The situation in Yemen is said to be the world's worst humanitarian crisis

What's more, domestic media networks effectively act as propaganda channels funded by the warring factions, so the public instead relies on social media for news, making it easier for false rumours to flourish.

On 25 July, MSF pulled out of al-Amal hospital, citing security concerns. It moved to another hospital in Aden but there, too, it said it faced problems with the management, and after six weeks withdrew its team from the city altogether. Thousands of people are believed to have died from Covid at home, too afraid to seek healthcare.

Yemen's minister of health declined to give an interview but told the BBC that his government's relationship with MSF was excellent, and that in a large number of governorates MSF fulfils its humanitarian mission.

Counting the dead

The toll the virus has taken on the city of Aden is stark at al-Radwan cemetery, the nearest functioning graveyard to al-Amal hospital, 10 miles (16km) away. Gravedigger Ghassan soon realised how serious the situation was when bodies arrived faster than he could bury them.

"I asked friends to help, but they also got sick. There were so many deaths, there wasn't even time to eat," he says.

Image caption,

Digging graves in al-Radwan cemetery

Covid death figures in Aden are hard to come by.
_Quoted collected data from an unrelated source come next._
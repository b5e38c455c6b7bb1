use std::fmt;

use chrono::{DateTime, Utc};
use lingo_core::model::{Account, AccountId};
use lingo_core::password;
use storage::Storage;
use tracing_subscriber::{EnvFilter, fmt as tracing_fmt};

#[derive(Debug, Clone)]
struct Args {
    db_url: String,
    admin_user: String,
    admin_password: String,
    now: Option<DateTime<Utc>>,
}

#[derive(Debug)]
enum ArgsError {
    MissingValue { flag: &'static str },
    UnknownArg(String),
    InvalidDbUrl { raw: String },
    InvalidNow { raw: String },
}

impl fmt::Display for ArgsError {
    fn fmt(&self, f: &mut fmt::Formatter<'_>) -> fmt::Result {
        match self {
            ArgsError::MissingValue { flag } => write!(f, "{flag} requires a value"),
            ArgsError::UnknownArg(arg) => write!(f, "unknown argument: {arg}"),
            ArgsError::InvalidDbUrl { raw } => write!(f, "invalid --db value: {raw}"),
            ArgsError::InvalidNow { raw } => {
                write!(f, "invalid --now value (expected RFC3339): {raw}")
            }
        }
    }
}

impl std::error::Error for ArgsError {}

fn require_value(
    args: &mut impl Iterator<Item = String>,
    flag: &'static str,
) -> Result<String, ArgsError> {
    args.next().ok_or(ArgsError::MissingValue { flag })
}

impl Args {
    fn parse() -> Result<Self, ArgsError> {
        let mut db_url =
            std::env::var("LINGO_DB_URL").unwrap_or_else(|_| "sqlite:dev.sqlite3".into());
        let mut admin_user = std::env::var("LINGO_ADMIN_USER").unwrap_or_else(|_| "admin".into());
        let mut admin_password =
            std::env::var("LINGO_ADMIN_PASSWORD").unwrap_or_else(|_| "admin".into());
        let mut now: Option<DateTime<Utc>> = None;

        let mut args = std::env::args().skip(1);
        while let Some(arg) = args.next() {
            match arg.as_str() {
                "--db" => {
                    let value = require_value(&mut args, "--db")?;
                    if value.trim().is_empty() {
                        return Err(ArgsError::InvalidDbUrl { raw: value });
                    }
                    db_url = value;
                }
                "--admin-user" => {
                    admin_user = require_value(&mut args, "--admin-user")?;
                }
                "--admin-password" => {
                    admin_password = require_value(&mut args, "--admin-password")?;
                }
                "--now" => {
                    let value = require_value(&mut args, "--now")?;
                    let parsed = DateTime::parse_from_rfc3339(&value)
                        .map_err(|_| ArgsError::InvalidNow { raw: value.clone() })?
                        .with_timezone(&Utc);
                    now = Some(parsed);
                }
                "--help" | "-h" => {
                    print_usage();
                    std::process::exit(0);
                }
                _ => return Err(ArgsError::UnknownArg(arg)),
            }
        }

        Ok(Self {
            db_url,
            admin_user,
            admin_password,
            now,
        })
    }
}

fn print_usage() {
    eprintln!("Usage:");
    eprintln!("  cargo run -p storage --bin seed -- [options]");
    eprintln!();
    eprintln!("Options:");
    eprintln!("  --db <sqlite_url>         SQLite URL (default: sqlite:dev.sqlite3)");
    eprintln!("  --admin-user <name>       Administrative username (default: admin)");
    eprintln!("  --admin-password <pw>     Administrative password (default: admin)");
    eprintln!("  --now <rfc3339>           Fixed current time for deterministic seeding");
    eprintln!("  -h, --help                Show this help");
    eprintln!();
    eprintln!("Environment (same as flags):");
    eprintln!("  LINGO_DB_URL, LINGO_ADMIN_USER, LINGO_ADMIN_PASSWORD");
}

async fn run() -> Result<(), Box<dyn std::error::Error>> {
    let args = Args::parse().map_err(|e| {
        eprintln!("{e}");
        print_usage();
        e
    })?;

    let storage = Storage::sqlite(&args.db_url).await?;
    let now = args.now.unwrap_or_else(Utc::now);

    let mut accounts = storage.load_accounts().await?;
    if accounts.iter().any(|a| a.username() == args.admin_user) {
        println!(
            "Account '{}' already present in {}; nothing to do",
            args.admin_user, args.db_url
        );
        return Ok(());
    }

    let admin = Account::new(
        AccountId::generate(),
        args.admin_user.clone(),
        password::hash(&args.admin_password)?,
        Some("Administrator".into()),
        None,
        now,
    )?;
    accounts.push(admin);
    storage.save_accounts(&accounts).await?;

    println!(
        "Seeded administrative account '{}' into {}",
        args.admin_user, args.db_url
    );

    Ok(())
}

#[tokio::main]
async fn main() {
    tracing_fmt().with_env_filter(EnvFilter::from_default_env()).init();

    if let Err(err) = run().await {
        eprintln!("{err}");
        std::process::exit(2);
    }
}
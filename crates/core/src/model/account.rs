use chrono::{DateTime, Utc};
use thiserror::Error;

use crate::model::ids::AccountId;

//
// ─── ERRORS ────────────────────────────────────────────────────────────────────
//

#[derive(Debug, Error, Clone, PartialEq, Eq)]
#[non_exhaustive]
pub enum AccountError {
    #[error("username cannot be empty")]
    EmptyUsername,

    #[error("password hash cannot be empty")]
    EmptyPasswordHash,
}

//
// ─── ACCOUNT ───────────────────────────────────────────────────────────────────
//

/// A registered learner.
///
/// Usernames are unique (case-sensitive) across the account collection;
/// uniqueness is enforced by the account store, not here. Passwords are
/// only ever carried as a salted hash.
#[derive(Debug, Clone, PartialEq)]
pub struct Account {
    id: AccountId,
    username: String,
    password_hash: String,
    display_name: String,
    email: Option<String>,
    created_at: DateTime<Utc>,
}

impl Account {
    /// Creates a new Account.
    ///
    /// The display name falls back to the username when absent or blank,
    /// and a blank email is normalized to `None`.
    ///
    /// # Errors
    ///
    /// Returns `AccountError::EmptyUsername` if the username is empty or
    /// whitespace-only, and `AccountError::EmptyPasswordHash` if no hash
    /// is provided.
    pub fn new(
        id: AccountId,
        username: impl Into<String>,
        password_hash: impl Into<String>,
        display_name: Option<String>,
        email: Option<String>,
        created_at: DateTime<Utc>,
    ) -> Result<Self, AccountError> {
        let username = username.into().trim().to_owned();
        if username.is_empty() {
            return Err(AccountError::EmptyUsername);
        }

        let password_hash = password_hash.into();
        if password_hash.is_empty() {
            return Err(AccountError::EmptyPasswordHash);
        }

        let display_name = display_name
            .map(|n| n.trim().to_owned())
            .filter(|n| !n.is_empty())
            .unwrap_or_else(|| username.clone());

        let email = email
            .map(|e| e.trim().to_owned())
            .filter(|e| !e.is_empty());

        Ok(Self {
            id,
            username,
            password_hash,
            display_name,
            email,
            created_at,
        })
    }

    /// Returns a copy with the given profile fields applied.
    ///
    /// `None` leaves a field unchanged; a blank value resets the display
    /// name to the username and clears the email.
    #[must_use]
    pub fn with_profile(&self, display_name: Option<String>, email: Option<String>) -> Self {
        let mut updated = self.clone();
        if let Some(name) = display_name {
            let name = name.trim().to_owned();
            updated.display_name = if name.is_empty() {
                self.username.clone()
            } else {
                name
            };
        }
        if let Some(email) = email {
            let email = email.trim().to_owned();
            updated.email = if email.is_empty() { None } else { Some(email) };
        }
        updated
    }

    // Accessors
    #[must_use]
    pub fn id(&self) -> AccountId {
        self.id
    }

    #[must_use]
    pub fn username(&self) -> &str {
        &self.username
    }

    #[must_use]
    pub fn password_hash(&self) -> &str {
        &self.password_hash
    }

    #[must_use]
    pub fn display_name(&self) -> &str {
        &self.display_name
    }

    #[must_use]
    pub fn email(&self) -> Option<&str> {
        self.email.as_deref()
    }

    #[must_use]
    pub fn created_at(&self) -> DateTime<Utc> {
        self.created_at
    }
}

//
// ─── TESTS ─────────────────────────────────────────────────────────────────────
//
use thiserror::Error;

use crate::model::{AccountError, CatalogError, LessonError, PercentError, QuizError};
use crate::password::PasswordError;

#[derive(Debug, Error)]
pub enum Error {
    #[error(transparent)]
    Account(#[from] AccountError),
    #[error(transparent)]
    Lesson(#[from] LessonError),
    #[error(transparent)]
    Catalog(#[from] CatalogError),
    #[error(transparent)]
    Percent(#[from] PercentError),
    #[error(transparent)]
    Quiz(#[from] QuizError),
    #[error(transparent)]
    Password(#[from] PasswordError),
}
//! Progression rules for the linear curriculum.
//!
//! Pure functions only: callers persist whatever these decide. A quiz score
//! at or above [`UNLOCK_THRESHOLD`] on one lesson opens the lesson one level
//! above it. Unlocking is one-directional; nothing here ever re-locks.

use crate::model::{Catalog, LessonId, Percent};

/// Minimum quiz score that completes a lesson and opens its successor.
pub const UNLOCK_THRESHOLD: Percent = Percent::UNLOCK_THRESHOLD;

/// Whether a score passes the completion threshold.
#[must_use]
pub fn passes(score: Percent) -> bool {
    score >= UNLOCK_THRESHOLD
}

/// Decides which lesson a quiz result should unlock, if any.
///
/// Returns the id of the lesson one level above the completed one when the
/// score passes the threshold and such a lesson exists. A failing score, an
/// id missing from the catalog, or the end of the curriculum all yield
/// `None`.
#[must_use]
pub fn next_unlock(catalog: &Catalog, completed: &LessonId, score: Percent) -> Option<LessonId> {
    if !passes(score) {
        return None;
    }
    catalog
        .successor_of(completed)
        .map(|lesson| lesson.id().clone())
}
There's been little-to-no testing, so it's difficult to establish how many of the people who have died during the pandemic suffered from Covid. But Ghassan has been keeping his own records.

The family of the deceased would provide him with a certificate stating cause of death. He noted down the name of every person he buried who had died in al-Amal hospital with Covid-like symptoms. He told me that in May alone - the pandemic's peak in the city - he buried more than 1,500 people. The death rate in the city was six times higher in May when compared with the previous year, according to official death records.

"It was unbelievable," Ghassan told me. "This was the first time I saw such a thing. It was worse than the war."

Image caption,

Ghassan kept note of who he was burying and their cause of death

For now, the Covid situation is relatively stable in Aden, Zoha says. She is working with a different medical facility run by the International Committee for the Red Cross and says very few are testing positive there for the virus at the moment.

"People here think the virus has disappeared, but scientists say that's not true."

Like many countries, Yemen is expected to suffer a second wave.

"We will be as unprepared as we were in the first one. They [the government] have learnt nothing."